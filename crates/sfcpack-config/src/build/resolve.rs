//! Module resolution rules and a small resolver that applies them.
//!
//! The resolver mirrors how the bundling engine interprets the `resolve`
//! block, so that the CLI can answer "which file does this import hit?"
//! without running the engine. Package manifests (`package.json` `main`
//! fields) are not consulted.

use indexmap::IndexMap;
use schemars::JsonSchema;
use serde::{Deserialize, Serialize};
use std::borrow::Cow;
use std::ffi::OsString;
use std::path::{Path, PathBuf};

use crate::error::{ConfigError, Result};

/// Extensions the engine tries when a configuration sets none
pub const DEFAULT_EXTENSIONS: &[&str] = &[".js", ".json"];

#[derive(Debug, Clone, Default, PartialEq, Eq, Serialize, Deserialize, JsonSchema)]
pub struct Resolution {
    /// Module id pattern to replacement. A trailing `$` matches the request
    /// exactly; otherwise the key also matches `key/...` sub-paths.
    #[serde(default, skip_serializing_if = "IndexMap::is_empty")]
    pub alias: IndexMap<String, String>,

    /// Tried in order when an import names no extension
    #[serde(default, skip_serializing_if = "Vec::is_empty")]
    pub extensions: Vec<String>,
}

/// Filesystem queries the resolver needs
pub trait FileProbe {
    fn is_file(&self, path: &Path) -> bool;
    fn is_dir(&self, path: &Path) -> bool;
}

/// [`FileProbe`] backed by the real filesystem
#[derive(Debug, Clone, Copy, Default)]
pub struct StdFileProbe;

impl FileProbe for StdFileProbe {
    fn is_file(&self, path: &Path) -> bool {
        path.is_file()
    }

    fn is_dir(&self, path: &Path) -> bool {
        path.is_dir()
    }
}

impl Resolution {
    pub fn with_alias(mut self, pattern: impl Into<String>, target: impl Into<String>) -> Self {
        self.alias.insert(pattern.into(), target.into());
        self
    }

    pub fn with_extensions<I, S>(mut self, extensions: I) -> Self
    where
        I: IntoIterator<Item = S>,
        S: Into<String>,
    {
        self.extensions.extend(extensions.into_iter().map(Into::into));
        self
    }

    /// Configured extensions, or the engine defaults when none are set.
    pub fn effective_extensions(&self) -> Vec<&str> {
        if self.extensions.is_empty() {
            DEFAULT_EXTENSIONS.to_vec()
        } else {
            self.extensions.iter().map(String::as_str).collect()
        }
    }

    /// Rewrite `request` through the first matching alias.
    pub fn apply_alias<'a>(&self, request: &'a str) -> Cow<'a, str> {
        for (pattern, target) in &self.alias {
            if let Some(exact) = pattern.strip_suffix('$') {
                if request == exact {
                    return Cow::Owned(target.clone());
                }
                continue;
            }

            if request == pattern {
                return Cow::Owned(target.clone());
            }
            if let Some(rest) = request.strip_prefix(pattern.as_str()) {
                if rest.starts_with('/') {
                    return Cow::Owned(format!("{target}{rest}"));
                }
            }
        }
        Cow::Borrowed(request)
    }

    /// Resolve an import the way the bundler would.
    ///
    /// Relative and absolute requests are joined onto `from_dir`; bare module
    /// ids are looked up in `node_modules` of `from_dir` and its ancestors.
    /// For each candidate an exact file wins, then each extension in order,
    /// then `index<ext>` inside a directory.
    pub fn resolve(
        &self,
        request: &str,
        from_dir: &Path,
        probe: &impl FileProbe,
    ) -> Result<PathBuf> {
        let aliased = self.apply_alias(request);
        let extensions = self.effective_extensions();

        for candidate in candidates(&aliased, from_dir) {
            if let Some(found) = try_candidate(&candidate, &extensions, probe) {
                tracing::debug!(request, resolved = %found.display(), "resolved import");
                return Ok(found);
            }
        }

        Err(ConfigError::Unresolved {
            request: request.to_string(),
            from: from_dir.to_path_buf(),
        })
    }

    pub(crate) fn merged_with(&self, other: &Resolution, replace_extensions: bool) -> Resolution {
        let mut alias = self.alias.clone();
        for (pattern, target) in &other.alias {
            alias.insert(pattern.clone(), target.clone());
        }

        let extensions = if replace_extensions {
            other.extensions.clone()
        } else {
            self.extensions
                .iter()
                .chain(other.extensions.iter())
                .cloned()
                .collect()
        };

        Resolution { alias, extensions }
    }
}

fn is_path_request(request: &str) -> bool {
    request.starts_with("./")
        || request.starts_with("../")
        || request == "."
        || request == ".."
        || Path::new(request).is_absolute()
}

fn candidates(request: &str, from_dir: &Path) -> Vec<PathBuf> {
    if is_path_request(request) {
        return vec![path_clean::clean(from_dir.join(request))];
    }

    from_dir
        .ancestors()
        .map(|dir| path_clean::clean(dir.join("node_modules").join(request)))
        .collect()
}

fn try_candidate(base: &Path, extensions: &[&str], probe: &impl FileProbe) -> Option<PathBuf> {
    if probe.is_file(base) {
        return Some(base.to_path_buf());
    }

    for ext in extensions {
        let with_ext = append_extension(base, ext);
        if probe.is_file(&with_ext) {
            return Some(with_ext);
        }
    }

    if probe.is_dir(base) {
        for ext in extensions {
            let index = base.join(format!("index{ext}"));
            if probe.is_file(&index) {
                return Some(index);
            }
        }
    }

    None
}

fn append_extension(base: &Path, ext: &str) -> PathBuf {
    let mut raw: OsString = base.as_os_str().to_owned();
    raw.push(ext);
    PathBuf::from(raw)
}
______________________________
Your goal »
Copy all the data. Match it exactly.

Expected output »
filename crates/sfcpack-config/src/build/resolve.rs
//! Module resolution rules and a small resolver that applies them.
//!
//! The resolver mirrors how the bundling engine interprets the `resolve`
//! block, so that the CLI can answer "which file does this import hit?"
//! without running the engine. Package manifests (`package.json` `main`
//! fields) are not consulted.

use indexmap::IndexMap;
use schemars::JsonSchema;
use serde::{Deserialize, Serialize};
use std::borrow::Cow;
use std::ffi::OsString;
use std::path::{Path, PathBuf};

use crate::error::{ConfigError, Result};

/// Extensions the engine tries when a configuration sets none
pub const DEFAULT_EXTENSIONS: &[&str] = &[".js", ".json"];

#[derive(Debug, Clone, Default, PartialEq, Eq, Serialize, Deserialize, JsonSchema)]
pub struct Resolution {
    /// Module id pattern to replacement. A trailing `$` matches the request
    /// exactly; otherwise the key also matches `key/...` sub-paths.
    #[serde(default, skip_serializing_if = "IndexMap::is_empty")]
    pub alias: IndexMap<String, String>,

    /// Tried in order when an import names no extension
    #[serde(default, skip_serializing_if = "Vec::is_empty")]
    pub extensions: Vec<String>,
}

/// Filesystem queries the resolver needs
pub trait FileProbe {
    fn is_file(&self, path: &Path) -> bool;
    fn is_dir(&self, path: &Path) -> bool;
}

/// [`FileProbe`] backed by the real filesystem
#[derive(Debug, Clone, Copy, Default)]
pub struct StdFileProbe;

impl FileProbe for StdFileProbe {
    fn is_file(&self, path: &Path) -> bool {
        path.is_file()
    }

    fn is_dir(&self, path: &Path) -> bool {
        path.is_dir()
    }
}

impl Resolution {
    pub fn with_alias(mut self, pattern: impl Into<String>, target: impl Into<String>) -> Self {
        self.alias.insert(pattern.into(), target.into());
        self
    }

    pub fn with_extensions<I, S>(mut self, extensions: I) -> Self
    where
        I: IntoIterator<Item = S>,
        S: Into<String>,
    {
        self.extensions.extend(extensions.into_iter().map(Into::into));
        self
    }

    /// Configured extensions, or the engine defaults when none are set.
    pub fn effective_extensions(&self) -> Vec<&str> {
        if self.extensions.is_empty() {
            DEFAULT_EXTENSIONS.to_vec()
        } else {
            self.extensions.iter().map(String::as_str).collect()
        }
    }

    /// Rewrite `request` through the first matching alias.
    pub fn apply_alias<'a>(&self, request: &'a str) -> Cow<'a, str> {
        for (pattern, target) in &self.alias {
            if let Some(exact) = pattern.strip_suffix('$') {
                if request == exact {
                    return Cow::Owned(target.clone());
                }
                continue;
            }

            if request == pattern {
                return Cow::Owned(target.clone());
            }
            if let Some(rest) = request.strip_prefix(pattern.as_str()) {
                if rest.starts_with('/') {
                    return Cow::Owned(format!("{target}{rest}"));
                }
            }
        }
        Cow::Borrowed(request)
    }

    /// Resolve an import the way the bundler would.
    ///
    /// Relative and absolute requests are joined onto `from_dir`; bare module
    /// ids are looked up in `node_modules` of `from_dir` and its ancestors.
    /// For each candidate an exact file wins, then each extension in order,
    /// then `index<ext>` inside a directory.
    pub fn resolve(
        &self,
        request: &str,
        from_dir: &Path,
        probe: &impl FileProbe,
    ) -> Result<PathBuf> {
        let aliased = self.apply_alias(request);
        let extensions = self.effective_extensions();

        for candidate in candidates(&aliased, from_dir) {
            if let Some(found) = try_candidate(&candidate, &extensions, probe) {
                tracing::debug!(request, resolved = %found.display(), "resolved import");
                return Ok(found);
            }
        }

        Err(ConfigError::Unresolved {
            request: request.to_string(),
            from: from_dir.to_path_buf(),
        })
    }

    pub(crate) fn merged_with(&self, other: &Resolution, replace_extensions: bool) -> Resolution {
        let mut alias = self.alias.clone();
        for (pattern, target) in &other.alias {
            alias.insert(pattern.clone(), target.clone());
        }

        let extensions = if replace_extensions {
            other.extensions.clone()
        } else {
            self.extensions
                .iter()
                .chain(other.extensions.iter())
                .cloned()
                .collect()
        };

        Resolution { alias, extensions }
    }
}

fn is_path_request(request: &str) -> bool {
    request.starts_with("./")
        || request.starts_with("../")
        || request == "."
        || request == ".."
        || Path::new(request).is_absolute()
}

fn candidates(request: &str, from_dir: &Path) -> Vec<PathBuf> {
    if is_path_request(request) {
        return vec![path_clean::clean(from_dir.join(request))];
    }

    from_dir
        .ancestors()
        .map(|dir| path_clean::clean(dir.join("node_modules").join(request)))
        .collect()
}

fn try_candidate(base: &Path, extensions: &[&str], probe: &impl FileProbe) -> Option<PathBuf> {
    if probe.is_file(base) {
        return Some(base.to_path_buf());
    }

    for ext in extensions {
        let with_ext = append_extension(base, ext);
        if probe.is_file(&with_ext) {
            return Some(with_ext);
        }
    }

    if probe.is_dir(base) {
        for ext in extensions {
            let index = base.join(format!("index{ext}"));
            if probe.is_file(&index) {
                return Some(index);
            }
        }
    }

    None
}

fn append_extension(base: &Path, ext: &str) -> PathBuf {
    let mut raw: OsString = base.as_os_str().to_owned();
    raw.push(ext);
    PathBuf::from(raw)
}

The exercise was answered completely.